FINALMENTE GRIGOR – Questa volta Dimitrov non lascia a metà l’opera, anzi. Certo, qualche dubbio si sarà insinuato nella sua mente dopo i quattro match point sfumati ma era andato tutto per il verso giusto: imbattuto nel round robin, in rimonta in semifinale, di carattere nel terzo set della finale. Londra è ai suoi piedi, sfacciatamente schierata dalla sua parte ai limiti della regolarità (tanto da costringere Lahyani a richiamare più volte il pubblico). Il percorso di maturazione è adesso (quasi) completo: dopo il primo 1000 a Cincinnati il successo al Masters e il numero 3 al mondo come best ranking per dare l’assalto ad uno Slam nel 2018.
GOFFIN L’AMMAZZA ‘FEDAL’ – Nonostante l’evidente tape sul ginocchio sinistro e condizioni che sembravano non essere delle migliori, il tennista belga si è tolto la doppia soddisfazione di superare Nadal ma soprattutto il suo idolo Federer per la prima volta in carriera: è solamente il sesto nella storia a battere i due colossi nell’arco dello stesso torneo. Due imprese che probabilmente hanno tolto energie fisiche e mentali: se dopo la maratona con Rafa e Goffin sono mancate le gambe racimolando solamente due game nel primo atto con Dimitrov, in finale è forse mancata la maggior attitudine e certi palcoscenici. David non aveva mai giocato infatti una finale così importante, spingendosi al massimo fino in fondo in un 500. La sua stagione però non è ancora terminata e avrà la possibilità di rifarsi provando a trascinare il Belgio in una storica vittoria nella finale di Davis contro la Francia.

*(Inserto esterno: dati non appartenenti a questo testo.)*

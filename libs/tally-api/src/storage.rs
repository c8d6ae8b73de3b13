use std::ops::Bound;

use serde::{Deserialize, Serialize};

use crate::error::StorageError;
use crate::record::PurchaseRecord;

/// Handle to one partition of the keyspace, produced by `KeyValueStore::list_splits`.
///
/// A half-open key range `[start, end)`; `None` on either side means unbounded.
/// Consumers treat it as opaque and hand it back to the store that produced it.
#[derive(Debug, Clone, PartialEq, Eq, Hash, Serialize, Deserialize)]
pub struct Split {
    start: Option<Vec<u8>>,
    end: Option<Vec<u8>>,
}

impl Split {
    /// The whole keyspace.
    pub fn full() -> Self {
        Self { start: None, end: None }
    }

    pub fn new(start: Option<Vec<u8>>, end: Option<Vec<u8>>) -> Self {
        Self { start, end }
    }

    pub fn start(&self) -> Option<&[u8]> {
        self.start.as_deref()
    }

    pub fn end(&self) -> Option<&[u8]> {
        self.end.as_deref()
    }

    pub fn contains(&self, key: &[u8]) -> bool {
        self.start().is_none_or(|s| key >= s) && self.end().is_none_or(|e| key < e)
    }

    /// Range bounds still to be visited after `cursor` (the last key already
    /// returned), suitable for `BTreeMap::range`.
    ///
    /// Returns `None` when nothing remains, which also covers malformed splits
    /// whose start is not below their end.
    pub fn remaining<'a>(
        &'a self,
        cursor: Option<&'a [u8]>,
    ) -> Option<(Bound<&'a [u8]>, Bound<&'a [u8]>)> {
        let lower = match (cursor, self.start()) {
            (Some(c), _) => Bound::Excluded(c),
            (None, Some(s)) => Bound::Included(s),
            (None, None) => Bound::Unbounded,
        };
        let upper = match self.end() {
            Some(e) => Bound::Excluded(e),
            None => Bound::Unbounded,
        };
        if let (Bound::Included(lo) | Bound::Excluded(lo), Bound::Excluded(hi)) = (lower, upper) {
            if lo >= hi {
                return None;
            }
        }
        Some((lower, upper))
    }
}

/// Cut an ordered keyspace into contiguous ranges of at most `keys_per_split` keys.
///
/// `keys` must be strictly ascending. The first range is open below and the last
/// open above, so the result covers every possible key, including ones written
/// after the call. An empty keyspace yields a single `Split::full()`.
pub fn split_key_ranges<'a, I>(keys: I, keys_per_split: usize) -> Vec<Split>
where
    I: IntoIterator<Item = &'a [u8]>,
{
    let step = keys_per_split.max(1);
    let boundaries: Vec<Vec<u8>> = keys
        .into_iter()
        .enumerate()
        .filter(|(i, _)| *i > 0 && i % step == 0)
        .map(|(_, k)| k.to_vec())
        .collect();

    let mut splits = Vec::with_capacity(boundaries.len() + 1);
    let mut start = None;
    for boundary in boundaries {
        splits.push(Split::new(start, Some(boundary.clone())));
        start = Some(boundary);
    }
    splits.push(Split::new(start, None));
    splits
}

/// Lazy cursor over the records of one split.
///
/// `initialize` (re)binds the scanner and rewinds it; `next_record` yields one
/// record per call until `Ok(None)`. Re-initializing with the same split
/// restarts the scan, which may observe writes made in between.
pub trait SplitScanner: Send {
    fn initialize(&mut self, split: &Split) -> Result<(), StorageError>;

    fn next_record(&mut self) -> Result<Option<PurchaseRecord>, StorageError>;
}

/// Adapt a scanner into an iterator. Stops after the first error.
pub fn records(
    scanner: &mut dyn SplitScanner,
) -> impl Iterator<Item = Result<PurchaseRecord, StorageError>> + '_ {
    let mut failed = false;
    std::iter::from_fn(move || {
        if failed {
            return None;
        }
        match scanner.next_record() {
            Ok(record) => record.map(Ok),
            Err(e) => {
                failed = true;
                Some(Err(e))
            }
        }
    })
}

/// Keyed purchase store.
///
/// The pipeline and scan helpers only see this trait; the concrete engine is
/// chosen once at composition time and shared as `Arc<dyn KeyValueStore>`.
///
/// Implementations must be safe to call from many threads at once:
/// - writes to different keys do not interfere, same-key writes are last-write-wins;
/// - a `read` after a completed `write` on the same key returns that record or a newer one;
/// - `list_splits` may run during writes and gives no snapshot isolation.
pub trait KeyValueStore: Send + Sync {
    /// Insert or replace the record stored under `key`.
    fn write(&self, key: &[u8], record: &PurchaseRecord) -> Result<(), StorageError>;

    /// Current record under `key`. Absence is `Ok(None)`, not an error.
    fn read(&self, key: &[u8]) -> Result<Option<PurchaseRecord>, StorageError>;

    /// Non-overlapping splits that together cover every key written before the call.
    fn list_splits(&self) -> Result<Vec<Split>, StorageError>;

    /// A scanner already initialized with `split`.
    fn create_scanner(&self, split: &Split) -> Box<dyn SplitScanner>;
}
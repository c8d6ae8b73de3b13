use std::fmt;

use serde::{Deserialize, Serialize};

/// Product identifier. Which variant a pipeline produces is decided by its
/// parser mode, never by guessing from the token.
#[derive(Debug, Clone, PartialEq, Eq, Hash, PartialOrd, Ord, Serialize, Deserialize)]
#[serde(untagged)]
pub enum ProductId {
    Numeric(i64),
    Name(String),
}

impl fmt::Display for ProductId {
    fn fmt(&self, f: &mut fmt::Formatter<'_>) -> fmt::Result {
        match self {
            ProductId::Numeric(id) => write!(f, "{id}"),
            ProductId::Name(name) => f.write_str(name),
        }
    }
}

impl From<&str> for ProductId {
    fn from(name: &str) -> Self {
        ProductId::Name(name.to_string())
    }
}

impl From<i64> for ProductId {
    fn from(id: i64) -> Self {
        ProductId::Numeric(id)
    }
}

/// A single purchase as persisted in the store.
///
/// Immutable once constructed: fields are only reachable through getters.
#[derive(Debug, Clone, PartialEq, Eq, Serialize, Deserialize)]
pub struct PurchaseRecord {
    customer: String,
    product: ProductId,
    quantity: u32,
    /// Processing time in Unix milliseconds, assigned by the pipeline.
    ingest_time_ms: i64,
}

impl PurchaseRecord {
    pub fn new(
        customer: impl Into<String>,
        product: impl Into<ProductId>,
        quantity: u32,
        ingest_time_ms: i64,
    ) -> Self {
        Self {
            customer: customer.into(),
            product: product.into(),
            quantity,
            ingest_time_ms,
        }
    }

    pub fn customer(&self) -> &str {
        &self.customer
    }

    pub fn product(&self) -> &ProductId {
        &self.product
    }

    pub fn quantity(&self) -> u32 {
        self.quantity
    }

    pub fn ingest_time_ms(&self) -> i64 {
        self.ingest_time_ms
    }
}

FEDERER, NADAL E GLI ALTRI – Dopo il giusto tributo ai due finalisti, spazio anche a Roger e Rafa. La delusione più cocente riguarda lo svizzero, già pronto ad annusare il settimo sigillo alle Finals: superato il round robin, la somma dei precedenti con gli altre tre semifinalisti recitava 16-0 in suo favore. Poi la debacle con Goffin, sorprendentemente tecnica, quasi difficile da spiegare. Una sconfitta che fa male anche in ottica rincorsa al numero 1: lo svizzero resta a 1040 punti di distanza regalando ossigeno a Nadal. Già, Rafa. Il maiorchino, ginocchia permettendo, potrà vivere i primi tre mesi di stagione con più tranquillità: Federer non potrà aggiungere punti al suo bottino pur vincendo i primi tre appuntamenti importanti (Australian Open, Indian Wells, Miami) e, a meno di ritorni in pompa magna di Djokovic, Murray e Wawrinka o di altre clamorose sorprese dovrebbe mantenere la prima piazza sino al rosso, quando poi sarà lui a vivere i suoi tornei preferiti con cambiali pesantissime da difendere. Certo, il Masters resta tabù: il ritiro dopo il match con Goffin regala la chance al connazionale Carreno Busta dopo essersi visto scavalcare in extremis da Sock e priva il torneo di ulteriori spunti interessanti. Non è stato infatti un esordio da urlo quello di Zverev, arrivato scarico e con la pressione di dover approdare quantomeno in semifinale: il suo 2017 resta fantastico ma con quell’amaro in bocca dettato dalla poca consistenza negli Slam (risultato migliore l’ottavo di finale a Wimbledon) e della ‘stecca’ a Londra: il ragazzo si farà. Tonfo (quasi) annunciato, invece, quello di Thiem: l’austriaco esce ufficialmente allo scoperto con la relazione con la collega Kiki Mladenovic ma in campo ‘emula’ le sue gesta (a secco di vittorie da luglio). Domi è sembrato infatti ancora una volta in confusione tattica e mentale, incrementata da una superficie non proprio congeniale alle sue mastodontiche aperture con i fondamentali da fondo campo. Non pervenuto invece Cilic, il croato strappa un set a tutti nel round robin ma perde tre partite su tre al terzo parziale: per lui, su nove match giocati a Londra, una sola sconfitta e nessuna qualificazione in semifinale in tre partecipazioni.